Please note that most of the software linked on this forum is likely to be safe to use. If you are unsure, feel free to ask in the relevant topics, or send a private message to an administrator or moderator. To help curb the problems of false positives, or in the event that you do find actual malware, you can contribute through the article linked here.
Topic: Using insane settings with mp3 (Read 79428 times) previous topic - next topic
0 Members and 1 Guest are viewing this topic.

Using insane settings with mp3

Reply #200
hallb27, what do you have to say about this encoder at 320 kbps?
MP3sxEnc
Lame 3.97: -V2 --vbr-new

Using insane settings with mp3

Reply #201
Quote
hallb27, what do you have to say about this encoder at 320 kbps?
MP3sxEnc
[a href="index.php?act=findpost&pid=350898"][{POST_SNAPBACK}][/a]

I tried Fraunhofer's surround encoder when it came out and was pretty happy with the results, which showed up to be a little bit better than those of Fraunhofer's WMP10 codec.
I don't remember the exact circumstances but I'm pretty shure I abxed the trumpet sample which at that time was the most problematic sample to me for Lame encodings.
Now that we have Gabriel's problem sample thread and his Lame_attack thread, there are even harder samples out there. To me the most outstanding samples now are herding-calls and Atem-lied.

Atem-lied is rather easily abxable with FhG surround encoder at -br 270.
Edited:
With -br 320 it's still abxable, but not easily.

I personally will not go the Fraunhofer way but stick with Lame because of Lame's quality as well as because of the enthusiasm of the people who do it the non-commercial way.

According to my experience abr270 with 224 kbps minimum bit rate can yield a very high quality even with problematic samples.
For my current production encodings I use Lame 3.91 --abr 270 -b224 -h --lowpass 18600.
But current Lame development is about to improve a lot (see lame_attack).
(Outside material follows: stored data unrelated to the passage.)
//! # Model
//!
//! Entity records, their enumerations and the create/update forms accepted
//! from clients. Forms normalize themselves (trim, dedupe) and validate
//! before the [`Database`](crate::Database) touches a collection.

use crate::error::{CoreError, CoreResult};

/// Declares a string-backed enum with a stable snake_case wire name.
macro_rules! string_enum {
    (
        $(#[$meta:meta])*
        pub enum $name:ident {
            $($variant:ident => $wire:literal),+ $(,)?
        }
        default = $default:ident
    ) => {
        $(#[$meta])*
        #[derive(
            Debug, Clone, Copy, PartialEq, Eq, PartialOrd, Ord, Hash,
            serde::Serialize, serde::Deserialize,
        )]
        pub enum $name {
            $(#[serde(rename = $wire)] $variant),+
        }

        impl $name {
            pub const ALL: &'static [$name] = &[$($name::$variant),+];

            pub fn as_str(&self) -> &'static str {
                match self {
                    $($name::$variant => $wire),+
                }
            }
        }

        impl Default for $name {
            fn default() -> Self {
                $name::$default
            }
        }

        impl std::fmt::Display for $name {
            fn fmt(&self, f: &mut std::fmt::Formatter<'_>) -> std::fmt::Result {
                f.write_str(self.as_str())
            }
        }

        impl std::str::FromStr for $name {
            type Err = crate::error::CoreError;

            fn from_str(s: &str) -> Result<Self, Self::Err> {
                let wanted = s.trim().to_ascii_lowercase();
                $name::ALL
                    .iter()
                    .copied()
                    .find(|v| v.as_str() == wanted)
                    .ok_or_else(|| crate::error::CoreError::validation(
                        stringify!($name),
                        format!("unknown value '{}'", s),
                    ))
            }
        }
    };
}

mod calendar;
mod call_log;
mod case;
mod document;
mod user;

pub use calendar::*;
pub use call_log::*;
pub use case::*;
pub use document::*;
pub use user::*;

/// Serde helper distinguishing an absent field from an explicit `null`.
///
/// Used on `Option<Option<T>>` fields of update forms together with
/// `#[serde(default)]`: absent → `None`, `null` → `Some(None)`.
pub mod double_option {
    use serde::{Deserialize, Deserializer};

    pub fn deserialize<'de, D, T>(deserializer: D) -> Result<Option<Option<T>>, D::Error>
    where
        D: Deserializer<'de>,
        T: Deserialize<'de>,
    {
        Option::<T>::deserialize(deserializer).map(Some)
    }
}

// =============================================================================
// FIELD HELPERS
// =============================================================================

/// Trims a required text field and checks its length.
pub(crate) fn required_text(field: &'static str, value: &str, max: usize) -> CoreResult<String> {
    let trimmed = value.trim();
    if trimmed.is_empty() {
        return Err(CoreError::validation(field, "is required"));
    }
    if trimmed.chars().count() > max {
        return Err(CoreError::validation(
            field,
            format!("must be at most {} characters", max),
        ));
    }
    Ok(trimmed.to_string())
}

/// Trims an optional text field; blank strings collapse to `None`.
pub(crate) fn optional_text(value: Option<String>) -> Option<String> {
    value.and_then(|v| {
        let trimmed = v.trim();
        (!trimmed.is_empty()).then(|| trimmed.to_string())
    })
}

/// Trims tags, drops empty ones and removes duplicates while keeping order.
pub fn normalize_tags(tags: Vec<String>) -> Vec<String> {
    let mut out: Vec<String> = Vec::with_capacity(tags.len());
    for tag in tags {
        let tag = tag.trim();
        if tag.is_empty() || out.iter().any(|t| t.eq_ignore_ascii_case(tag)) {
            continue;
        }
        out.push(tag.to_string());
    }
    out
}

/// Applies a double-option patch to an optional text field.
pub(crate) fn patch_optional_text(target: &mut Option<String>, patch: Option<Option<String>>) {
    if let Some(value) = patch {
        *target = optional_text(value);
    }
}

/// Case-insensitive substring match used by every `search` filter.
pub(crate) fn matches_search(needle: &str, haystacks: &[Option<&str>]) -> bool {
    let needle = needle.trim().to_lowercase();
    if needle.is_empty() {
        return true;
    }
    haystacks
        .iter()
        .flatten()
        .any(|h| h.to_lowercase().contains(&needle))
}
Hopefully soon we will have a completely satisfying new Lame version.
lame3995o -Q1.7 --lowpass 17

Using insane settings with mp3

Reply #202
I just finished a small multiformat listening test on very problematic samples which brought some interesting aspects apart from well known things.

A preliminary remark:
I intended to use 5 problem samples and wanted to learn about the achieved quality with various encoders and settings. I started with harp40_1. After some days of intensive listening tests I came to the testing of Lame -b320 -h, and the result was it was not transparent. This was not what I expected, especially as I did test Helix the day before at 320kbps and rated it transparent. I retested Helix, and now I found it was as little transparent as was Lame. Both results were very good, but not transparent.
Which showed me two things. Demanding transparency at such a high degree as I have done is not very healthy indeed when using mp3 or a similar format. (Yes, I've been told before, especially with respect to pre-echo samples). Another thing is: my listening tests are not very well reproducable. I was aware before that abxing is not a totally objective thing (though the best thing to do), but I hadn't imagined it can be that serious. On the positive side it showed learning to differentiate from the original is possible. Serious progress can be achieved within a day.
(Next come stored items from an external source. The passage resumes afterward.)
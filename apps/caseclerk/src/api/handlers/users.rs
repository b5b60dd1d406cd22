use axum::extract::State;
use caseclerk_core::model::{OnboardingStep, ProfileUpdate};
use caseclerk_core::{UserId, UserProfile};
use chrono::Utc;
use serde::Deserialize;

use crate::api::AppState;
use crate::api::error::{ApiError, ApiResult};
use crate::api::extract::{AuthUser, ListQuery, PathId, ValidJson, ValidQuery};
use crate::api::response::{Envelope, ok, paged};

/// Every account. Administrators only.
pub async fn list(
    State(state): State<AppState>,
    auth: AuthUser,
    ValidQuery(list): ValidQuery<ListQuery>,
) -> ApiResult<Envelope<Vec<UserProfile>>> {
    auth.require_admin()?;
    let params = list.params()?;
    let page = state.db.read().await.list_users(&params);
    Ok(paged(page.map(|u| u.profile())))
}

pub async fn get(
    State(state): State<AppState>,
    auth: AuthUser,
    PathId(id): PathId<UserId>,
) -> ApiResult<Envelope<UserProfile>> {
    auth.require_self_or_admin(id)?;
    let db = state.db.read().await;
    Ok(ok(db.get_user(id)?.profile()))
}

#[derive(Debug, Deserialize)]
pub struct AccountStatus {
    pub active: bool,
}

/// Enables or disables an account. Administrators only, and never their own.
pub async fn set_status(
    State(state): State<AppState>,
    auth: AuthUser,
    PathId(id): PathId<UserId>,
    ValidJson(status): ValidJson<AccountStatus>,
) -> ApiResult<Envelope<UserProfile>> {
    auth.require_admin()?;
    if id == auth.id {
        return Err(ApiError::forbidden("cannot change the status of your own account"));
    }
    let user = state
        .db
        .write()
        .await
        .set_user_active(id, status.active, Utc::now())?;
    tracing::info!(user_id = %id, active = user.active, "account status changed");
    Ok(ok(user.profile()))
}

pub async fn me(State(state): State<AppState>, auth: AuthUser) -> ApiResult<Envelope<UserProfile>> {
    let db = state.db.read().await;
    Ok(ok(db.get_user(auth.id)?.profile()))
}

pub async fn update_me(
    State(state): State<AppState>,
    auth: AuthUser,
    ValidJson(update): ValidJson<ProfileUpdate>,
) -> ApiResult<Envelope<UserProfile>> {
    let user = state
        .db
        .write()
        .await
        .update_profile(auth.id, update, Utc::now())?;
    tracing::info!(user_id = %auth.id, "profile updated");
    Ok(ok(user.profile()))
}

pub async fn onboarding(
    State(state): State<AppState>,
    auth: AuthUser,
    ValidJson(step): ValidJson<OnboardingStep>,
) -> ApiResult<Envelope<UserProfile>> {
    let user = state
        .db
        .write()
        .await
        .advance_onboarding(auth.id, step, Utc::now())?;
    tracing::info!(
        user_id = %auth.id,
        step = user.onboarding.step,
        completed = user.onboarding.completed,
        "onboarding advanced"
    );
    Ok(ok(user.profile()))
}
As a result I changed my goal. For practical purposes transparency especially with very problematic samples is not so important. Getting at the 'perceptible but not annoying' quality level should be sufficient. In practical listening situations even when careful listening concentration is a lot lower than when abxing, and we don't compare to the original in practical listening situations. So this goal is reasonable, at least to me.

As a direct consequence I concentrated on the samples

- harp40_1
- herding_calls
- trumpet

and skipped castanets and Atem-lied because it's not very difficult to bring them to my non-annoyance level.
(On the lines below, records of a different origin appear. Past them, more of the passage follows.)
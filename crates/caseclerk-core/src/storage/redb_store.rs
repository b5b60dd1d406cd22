//! redb-backed snapshot store.

use redb::{
    Database as RedbDatabase, ReadTransaction, ReadableDatabase, ReadableTable, TableDefinition,
    WriteTransaction,
};
use serde::Serialize;
use serde::de::DeserializeOwned;
use std::path::Path;

use crate::database::{Database, Snapshot};
use crate::error::{CoreError, CoreResult};
use crate::store::Record;
use crate::DocumentId;

type RecordTable = TableDefinition<'static, u64, &'static [u8]>;

const CASES: RecordTable = TableDefinition::new("cases");
const DOCUMENTS: RecordTable = TableDefinition::new("documents");
const CALL_LOGS: RecordTable = TableDefinition::new("call_logs");
const EVENTS: RecordTable = TableDefinition::new("calendar_events");
const USERS: RecordTable = TableDefinition::new("users");
const BLOBS: RecordTable = TableDefinition::new("blobs");

/// Id counters and the layout version.
const META: TableDefinition<&str, u64> = TableDefinition::new("meta");

const LAYOUT_VERSION: u64 = 1;

const ALL_RECORD_TABLES: [RecordTable; 6] = [CASES, DOCUMENTS, CALL_LOGS, EVENTS, USERS, BLOBS];

/// A database file holding one snapshot.
pub struct RedbStore {
    db: RedbDatabase,
}

impl std::fmt::Debug for RedbStore {
    fn fmt(&self, f: &mut std::fmt::Formatter<'_>) -> std::fmt::Result {
        f.debug_struct("RedbStore").finish_non_exhaustive()
    }
}

impl RedbStore {
    /// Opens or creates a store, making sure every table exists.
    pub fn open(path: &Path) -> CoreResult<Self> {
        let db = RedbDatabase::create(path).map_err(CoreError::storage)?;
        let txn = db.begin_write().map_err(CoreError::storage)?;
        {
            for table in ALL_RECORD_TABLES {
                txn.open_table(table).map_err(CoreError::storage)?;
            }
            let mut meta = txn.open_table(META).map_err(CoreError::storage)?;
            if meta.get("layout_version").map_err(CoreError::storage)?.is_none() {
                meta.insert("layout_version", LAYOUT_VERSION)
                    .map_err(CoreError::storage)?;
            }
        }
        txn.commit().map_err(CoreError::storage)?;
        let store = Self { db };
        store.check_layout()?;
        Ok(store)
    }

    fn check_layout(&self) -> CoreResult<()> {
        let txn = self.db.begin_read().map_err(CoreError::storage)?;
        let version = read_meta(&txn, "layout_version")?;
        if version != Some(LAYOUT_VERSION) {
            return Err(CoreError::Format(format!(
                "redb layout version {:?} (expected {})",
                version, LAYOUT_VERSION
            )));
        }
        Ok(())
    }

    /// Replaces the stored snapshot in one transaction.
    pub fn save(&self, snapshot: &Snapshot) -> CoreResult<()> {
        let txn = self.db.begin_write().map_err(CoreError::storage)?;
        write_records(&txn, CASES, &snapshot.cases)?;
        write_records(&txn, DOCUMENTS, &snapshot.documents)?;
        write_records(&txn, CALL_LOGS, &snapshot.call_logs)?;
        write_records(&txn, EVENTS, &snapshot.calendar_events)?;
        write_records(&txn, USERS, &snapshot.users)?;
        {
            let mut blobs = clear_table(&txn, BLOBS)?;
            for (id, bytes) in &snapshot.blobs {
                blobs
                    .insert(id.0, bytes.as_slice())
                    .map_err(CoreError::storage)?;
            }
            let mut meta = txn.open_table(META).map_err(CoreError::storage)?;
            for (key, value) in [
                ("next_case_id", snapshot.next_case_id),
                ("next_document_id", snapshot.next_document_id),
                ("next_call_log_id", snapshot.next_call_log_id),
                ("next_event_id", snapshot.next_event_id),
                ("next_user_id", snapshot.next_user_id),
            ] {
                meta.insert(key, value).map_err(CoreError::storage)?;
            }
        }
        txn.commit().map_err(CoreError::storage)
    }

    pub fn load(&self) -> CoreResult<Snapshot> {
        let txn = self.db.begin_read().map_err(CoreError::storage)?;
        let mut blobs = Vec::new();
        {
            let table = txn.open_table(BLOBS).map_err(CoreError::storage)?;
            for entry in table.iter().map_err(CoreError::storage)? {
                let (id, bytes) = entry.map_err(CoreError::storage)?;
                blobs.push((DocumentId(id.value()), bytes.value().to_vec()));
            }
        }
        let counter = |key| read_meta(&txn, key).map(|v| v.unwrap_or(1));
        Ok(Snapshot {
            cases: read_records(&txn, CASES)?,
            next_case_id: counter("next_case_id")?,
            documents: read_records(&txn, DOCUMENTS)?,
            next_document_id: counter("next_document_id")?,
            call_logs: read_records(&txn, CALL_LOGS)?,
            next_call_log_id: counter("next_call_log_id")?,
            calendar_events: read_records(&txn, EVENTS)?,
            next_event_id: counter("next_event_id")?,
            users: read_records(&txn, USERS)?,
            next_user_id: counter("next_user_id")?,
            blobs,
        })
    }

    pub fn save_database(&self, db: &Database) -> CoreResult<()> {
        self.save(&db.snapshot())
    }

    pub fn load_database(&self) -> CoreResult<Database> {
        Database::from_snapshot(self.load()?)
    }
}

fn clear_table<'txn>(
    txn: &'txn WriteTransaction,
    def: RecordTable,
) -> CoreResult<redb::Table<'txn, u64, &'static [u8]>> {
    txn.delete_table(def).map_err(CoreError::storage)?;
    txn.open_table(def).map_err(CoreError::storage)
}

fn write_records<T>(txn: &WriteTransaction, def: RecordTable, records: &[T]) -> CoreResult<()>
where
    T: Record + Serialize,
{
    let mut table = clear_table(txn, def)?;
    for record in records {
        let bytes = postcard::to_stdvec(record)?;
        table
            .insert(Into::<u64>::into(record.id()), bytes.as_slice())
            .map_err(CoreError::storage)?;
    }
    Ok(())
}

fn read_records<T: DeserializeOwned>(txn: &ReadTransaction, def: RecordTable) -> CoreResult<Vec<T>> {
    let table = txn.open_table(def).map_err(CoreError::storage)?;
    let mut records = Vec::new();
    for entry in table.iter().map_err(CoreError::storage)? {
        let (_, bytes) = entry.map_err(CoreError::storage)?;
        records.push(postcard::from_bytes(bytes.value())?);
    }
    Ok(records)
}

fn read_meta(txn: &ReadTransaction, key: &str) -> CoreResult<Option<u64>> {
    let table = txn.open_table(META).map_err(CoreError::storage)?;
    Ok(table
        .get(key)
        .map_err(CoreError::storage)?
        .map(|v| v.value()))
}

#[cfg(test)]
mod tests {
    use super::*;
    use crate::model::{NewCase, NewDocument};
    use crate::CaseStatus;
    use chrono::Utc;
    use tempfile::TempDir;

    fn sample() -> Database {
        let mut db = Database::new();
        for (n, status) in [("CV-1", CaseStatus::Active), ("CV-2", CaseStatus::Closed)] {
            db.create_case(
                NewCase {
                    case_number: n.to_string(),
                    title: format!("Matter {}", n),
                    client_name: "Client".to_string(),
                    status,
                    ..NewCase::default()
                },
                None,
                Utc::now(),
            )
            .unwrap();
        }
        db.create_document(
            NewDocument {
                file_name: "scan.png".to_string(),
                mime_type: "image/png".to_string(),
                ..NewDocument::default()
            },
            vec![0x89, b'P', b'N', b'G'],
            None,
            Utc::now(),
        )
        .unwrap();
        db
    }

    #[test]
    fn save_then_load() {
        let dir = TempDir::new().unwrap();
        let store = RedbStore::open(&dir.path().join("cc.redb")).unwrap();
        let db = sample();
        store.save_database(&db).unwrap();
        assert_eq!(store.load_database().unwrap(), db);
    }

    #[test]
    fn save_replaces_previous_contents() {
        let dir = TempDir::new().unwrap();
        let path = dir.path().join("cc.redb");
        let store = RedbStore::open(&path).unwrap();
        let mut db = sample();
        store.save_database(&db).unwrap();

        let first = db.snapshot().cases[0].id;
        db.delete_case(first).unwrap();
        store.save_database(&db).unwrap();
        drop(store);

        let reopened = RedbStore::open(&path).unwrap().load_database().unwrap();
        assert_eq!(reopened.counts().cases, 1);
        assert_eq!(reopened.snapshot().next_case_id, 3);
    }

    #[test]
    fn fresh_store_loads_empty() {
        let dir = TempDir::new().unwrap();
        let store = RedbStore::open(&dir.path().join("empty.redb")).unwrap();
        assert!(store.load_database().unwrap().is_empty());
    }
}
Suddenly I realized these samples are matching pretty well what headphone amp producing Dr. Xin once wrote: most difficult musical samples to electronic equipment is: piano, trumpet, and female voice.
Well, harpsichord isn't piano, but it's very similar. herding_calls of course isn't typical female voice. Which made me search for a typical female voice sample which is hard to encode. I tried hard, looking up the sample pages and my own collection (wich includes a lot of female singers), but it was only to end up with eight samples I classify as 'slightly annoying' with Lame 3.90.3 -b128. Going -b160 -h brought them to the non-annoying class. Not really very problematic samples. But I can confirm Dr. Xin: I checked several hundred spots in the encodings which were suspicious to me because they sounded distorted, but only to find out usually that the distortions are in the original as well. And it was only with the vocals, Instruments usually had a very good quality at the same time.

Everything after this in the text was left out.